En cas de phlegmon des gaines (figure n° 8), une première incision transversale dans la paume permet d'aborder directement la gaine qui est gonflée. Elle est alors ouverte, permettant l'écoulement d'un liquide qui peut être simplement trouble et purulent. Un prélèvement est effectué. Une deuxième incision est effectuée au niveau de la porte d'entrée qui est excisée. Cette contre-incision permet également d'ouvrir la gaine au niveau du doigt. On introduit un cathéter dans la gaine du fléchisseur touché, afin de pratiquer un lavage abondant au sérum physiologique. L'incision digitale peut être alors fermée. Au niveau de la paume, les tendons fléchisseurs sont explorés à la recherche d'une atteinte directe. Lorsque l'infection date, on retrouve parfois des nécroses partielles voire totales du tendon fléchisseur superficiel nécessitant une excision. L'incision de la paume est fermée par un ou deux points, et la main est mobilisée en légère flexion des doigts, poignet en rectitude par une attelle plâtrée.

b. Phlegmon des espaces celluleux

En cas de phlegmon des espaces celluleux (figure n° 9), on pratique une excision de tous les tissus infectés et un drainage sur le même principe.

Une antibiothérapie générale est mise en route ou poursuivie. Enfin, il faut, bien entendu, ne pas oublier la prophylaxie antitétanique.
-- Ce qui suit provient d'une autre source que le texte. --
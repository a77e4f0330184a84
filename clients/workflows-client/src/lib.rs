// This Source Code Form is subject to the terms of the Mozilla Public
// License, v. 2.0. If a copy of the MPL was not distributed with this
// file, You can obtain one at https://mozilla.org/MPL/2.0/.

//! Client for the external workflow engine
//!
//! The engine converts a raw uploaded payload into a deployable artifact.
//! This client only submits build requests; it reports submission success or
//! failure, never build completion, which happens out-of-band.

use serde::Deserialize;
use serde::Serialize;
use slog::debug;
use slog::Logger;

/// Name of the workflow that builds an artifact from a raw payload
pub const WORKFLOW_GENERATE_ARTIFACT: &str = "generate_artifact";

/// Wire shape of one artifact build request
///
/// Field names are part of the engine's JSON contract and must not change.
/// The signed URIs grant the engine one-shot access to fetch the raw payload
/// and to remove it once consumed.
#[derive(Clone, Debug, Deserialize, PartialEq, Serialize)]
pub struct GenerateArtifactMessage {
    pub name: String,
    pub description: String,
    pub size: i64,
    pub device_types_compatible: Vec<String>,
    #[serde(rename = "type")]
    pub artifact_type: String,
    pub args: String,
    pub artifact_id: String,
    pub get_artifact_uri: String,
    pub delete_artifact_uri: String,
    pub tenant_id: String,
    pub token: String,
}

#[derive(Debug, thiserror::Error)]
pub enum Error {
    /// The engine did not accept the submission (any response other than
    /// 201 Created).
    #[error("failed to start workflow: {workflow}")]
    StartFailed { workflow: &'static str },
    /// The engine could not be reached at all.
    #[error("error communicating with workflows service: {0}")]
    Request(#[from] reqwest::Error),
}

pub struct Client {
    baseurl: String,
    client: reqwest::Client,
    log: Logger,
}

impl Client {
    pub fn new(baseurl: &str, log: Logger) -> Client {
        Client::new_with_client(baseurl, reqwest::Client::new(), log)
    }

    /// Construct a new client with an existing `reqwest::Client`, allowing
    /// more control over its configuration (timeouts, proxies, etc.)
    pub fn new_with_client(
        baseurl: &str,
        client: reqwest::Client,
        log: Logger,
    ) -> Client {
        Client {
            baseurl: baseurl.trim_end_matches('/').to_string(),
            client,
            log,
        }
    }

    pub fn baseurl(&self) -> &str {
        &self.baseurl
    }

    /// Submit one artifact build request to the engine
    ///
    /// Succeeds only on an explicit 201 Created from the engine; any other
    /// status or transport failure is a submission failure.
    pub async fn start_generate_artifact(
        &self,
        body: &GenerateArtifactMessage,
    ) -> Result<(), Error> {
        let url = format!(
            "{}/api/v1/workflow/{}",
            self.baseurl, WORKFLOW_GENERATE_ARTIFACT
        );
        debug!(self.log, "submitting generate_artifact workflow";
            "url" => %url,
            "artifact_id" => %body.artifact_id,
        );
        let response = self.client.post(&url).json(body).send().await?;
        if response.status() != reqwest::StatusCode::CREATED {
            debug!(self.log, "workflow submission rejected";
                "status" => %response.status(),
                "artifact_id" => %body.artifact_id,
            );
            return Err(Error::StartFailed {
                workflow: WORKFLOW_GENERATE_ARTIFACT,
            });
        }
        Ok(())
    }
}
Dès la sédation des phénomènes inflammatoires, la rééducation des doigts est entreprise. Celle-ci est fondamentale pour tenter de diminuer les séquelles fonctionnelles (raideur).

4. Évolution

Elle est souvent favorable au stade de ténosynovite simple, inflammatoire si le phlegmon est correctement traité.

Une immobilisation doit être maintenue jusqu'à ce que le doigt puisse être étendu sans douleur.

Les complications sont représentées par la nécrose tendineuse, la nécrose cutanée, l'ostéite et/ou arthrite, et surtout les séquelles fonctionnelles pouvant retentir sur la fonction de la main avec des raideurs notamment au niveau de la pince pouce-index et des troubles trophiques avec, éventuellement syndrome algodystrophique.

III. Conclusion

Les infections de la main sont des urgences chirurgicales et celles-ci ne doivent pas être négligées afin de ne pas risquer d'avoir des séquelles fonctionnelles et esthétiques importantes sur cet organe social majeur qu'est la main.